Artist Talk: Kyrae Dawaun
Join 2021–2023 Hamiltonian Artists Fellow Kyrae Dawaun in conversation with Hamiltonian Fellowship Manager Anisa Olufemi, as they discuss Dawaun’s solo exhibition The Irony of Capacity: A Dark, Black Comedy.
About the artist
Kyrae Dawaun, born in Queens, NY, transplanted onto Baltimore, MD, then Washington, DC. He received his Bachelor of Fine Arts at the Corcoran College of Art and Design in 2013, later a Master of Fine Art at Virginia Commonwealth University in 2022. He manages his studio practice between Baltimore and D.C. Dawaun has been invited to work, reside, and exhibit in Los Angeles, Italy, Toronto, and Berlin. In 2016, Pyramid Atlantic hosted him as a Denbo Fellow, awarded an Arts and Humanities Fellowship with DC Commission on Arts and Humanities (2017).
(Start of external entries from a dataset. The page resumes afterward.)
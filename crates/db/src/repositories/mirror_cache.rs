//! Local cache of the spreadsheet mirror, one row per occupied slot. The
//! reconciler replaces a day's rows wholesale after each read of the mirror so
//! the cache never drifts from the last observed remote state.

use chrono::{DateTime, NaiveDate, NaiveTime, Utc};
use sqlx::sqlite::SqliteRow;
use sqlx::{Row, SqliteExecutor};

use super::{format_date, format_time, format_timestamp, parse_date, parse_time, parse_timestamp, RepositoryError};

/// One occupied slot as last seen in the mirror.
#[derive(Debug, Clone, PartialEq, Eq)]
pub struct MirrorSlotRow {
    pub project_id: String,
    pub specialist: String,
    pub slot_date: NaiveDate,
    pub slot_time: NaiveTime,
    pub client_id: Option<String>,
    pub client_name: Option<String>,
    pub service: Option<String>,
    pub last_synced_at: DateTime<Utc>,
}

pub async fn upsert<'e, E>(executor: E, slot: &MirrorSlotRow) -> Result<(), RepositoryError>
where
    E: SqliteExecutor<'e>,
{
    sqlx::query(
        "INSERT INTO mirror_slots (
            project_id, specialist, slot_date, slot_time,
            client_id, client_name, service, last_synced_at
         ) VALUES (?, ?, ?, ?, ?, ?, ?, ?)
         ON CONFLICT (project_id, specialist, slot_date, slot_time) DO UPDATE SET
            client_id = excluded.client_id,
            client_name = excluded.client_name,
            service = excluded.service,
            last_synced_at = excluded.last_synced_at",
    )
    .bind(&slot.project_id)
    .bind(&slot.specialist)
    .bind(format_date(slot.slot_date))
    .bind(format_time(slot.slot_time))
    .bind(slot.client_id.as_deref())
    .bind(slot.client_name.as_deref())
    .bind(slot.service.as_deref())
    .bind(format_timestamp(slot.last_synced_at))
    .execute(executor)
    .await?;

    Ok(())
}

pub async fn for_specialist_day<'e, E>(
    executor: E,
    project_id: &str,
    specialist: &str,
    date: NaiveDate,
) -> Result<Vec<MirrorSlotRow>, RepositoryError>
where
    E: SqliteExecutor<'e>,
{
    let rows = sqlx::query(
        "SELECT project_id, specialist, slot_date, slot_time,
                client_id, client_name, service, last_synced_at
         FROM mirror_slots
         WHERE project_id = ? AND specialist = ? AND slot_date = ?
         ORDER BY slot_time ASC",
    )
    .bind(project_id)
    .bind(specialist)
    .bind(format_date(date))
    .fetch_all(executor)
    .await?;

    rows.into_iter().map(slot_from_row).collect()
}

/// Drops a day's cached rows and writes the freshly observed set in their
/// place. Must run inside one transaction so readers never see a half-replaced
/// day.
pub async fn replace_day(
    conn: &mut sqlx::SqliteConnection,
    project_id: &str,
    specialist: &str,
    date: NaiveDate,
    slots: &[MirrorSlotRow],
) -> Result<(), RepositoryError> {
    sqlx::query(
        "DELETE FROM mirror_slots WHERE project_id = ? AND specialist = ? AND slot_date = ?",
    )
    .bind(project_id)
    .bind(specialist)
    .bind(format_date(date))
    .execute(&mut *conn)
    .await?;

    for slot in slots {
        upsert(&mut *conn, slot).await?;
    }

    Ok(())
}

fn slot_from_row(row: SqliteRow) -> Result<MirrorSlotRow, RepositoryError> {
    Ok(MirrorSlotRow {
        project_id: row.try_get("project_id")?,
        specialist: row.try_get("specialist")?,
        slot_date: parse_date("slot_date", row.try_get("slot_date")?)?,
        slot_time: parse_time("slot_time", row.try_get("slot_time")?)?,
        client_id: row.try_get("client_id")?,
        client_name: row.try_get("client_name")?,
        service: row.try_get("service")?,
        last_synced_at: parse_timestamp("last_synced_at", row.try_get("last_synced_at")?)?,
    })
}

#[cfg(test)]
mod tests {
    use chrono::{DateTime, NaiveDate, NaiveTime, Utc};

    use crate::{connect_with_settings, migrations, DbPool};

    use super::MirrorSlotRow;

    async fn setup_pool() -> DbPool {
        let pool = connect_with_settings("sqlite::memory:?cache=shared", 1, 30)
            .await
            .expect("connect test pool");
        migrations::run_pending(&pool).await.expect("run migrations");
        pool
    }

    fn slot(time: &str, client: &str) -> MirrorSlotRow {
        MirrorSlotRow {
            project_id: "salon".to_string(),
            specialist: "Anna".to_string(),
            slot_date: NaiveDate::from_ymd_opt(2026, 9, 1).expect("valid date"),
            slot_time: NaiveTime::parse_from_str(time, "%H:%M").expect("valid time"),
            client_id: Some(client.to_string()),
            client_name: Some("Maria".to_string()),
            service: Some("manicure".to_string()),
            last_synced_at: DateTime::parse_from_rfc3339("2026-08-30T10:00:00Z")
                .expect("valid rfc3339")
                .with_timezone(&Utc),
        }
    }

    #[tokio::test]
    async fn upsert_overwrites_slot_occupant() {
        let pool = setup_pool().await;

        super::upsert(&pool, &slot("10:00", "c-1")).await.expect("insert");
        super::upsert(&pool, &slot("10:00", "c-2")).await.expect("overwrite");

        let date = NaiveDate::from_ymd_opt(2026, 9, 1).expect("valid date");
        let rows = super::for_specialist_day(&pool, "salon", "Anna", date)
            .await
            .expect("list");
        assert_eq!(rows.len(), 1);
        assert_eq!(rows[0].client_id.as_deref(), Some("c-2"));

        pool.close().await;
    }

    #[tokio::test]
    async fn replace_day_swaps_the_full_set() {
        let pool = setup_pool().await;

        super::upsert(&pool, &slot("10:00", "c-1")).await.expect("insert");
        super::upsert(&pool, &slot("11:00", "c-1")).await.expect("insert");

        let date = NaiveDate::from_ymd_opt(2026, 9, 1).expect("valid date");
        let mut conn = pool.acquire().await.expect("acquire");
        super::replace_day(&mut conn, "salon", "Anna", date, &[slot("12:00", "c-9")])
            .await
            .expect("replace");
        drop(conn);

        let rows = super::for_specialist_day(&pool, "salon", "Anna", date)
            .await
            .expect("list");
        assert_eq!(rows.len(), 1);
        assert_eq!(rows[0].slot_time, NaiveTime::parse_from_str("12:00", "%H:%M").expect("time"));
        assert_eq!(rows[0].client_id.as_deref(), Some("c-9"));

        pool.close().await;
    }
}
Recent exhibitions include, New Waves at Virginia Museum of Contemporary Art in Hampton Roads (2020), In-Practice at Sculpture Center in Long Island City (2021,) Cursing the Very God at MOCA Arlington (2022),”Doing the Work” at the Kreeger Museum (2023), and “A Red Fare” part of the Sondheim Prize Finalist Exhibition (2023). Kyrae Dawaun is a 2021–2023 Hamiltonian Artists Fellow.
About the exhibition
Kyrae Dawaun’s solo exhibition The Irony of Capacity: A Dark, Black Comedy is his play on the realist tradition. Dawaun’s latest body of work offers an array of quotidian abstractions in sculpture, and trials of look-alike jokes via portraiture. In Dawaun’s paintings, celebrities and pop culture icons are rendered through a lens of the mundane. Sculptural prompts and domestic fixtures set the stage for the familiar figures. From residues of spring cherries to reliquaries of grapeseed reduction, Dawaun’s series of organic seasonal sculptures demonstrate black as rich in color and complex in form.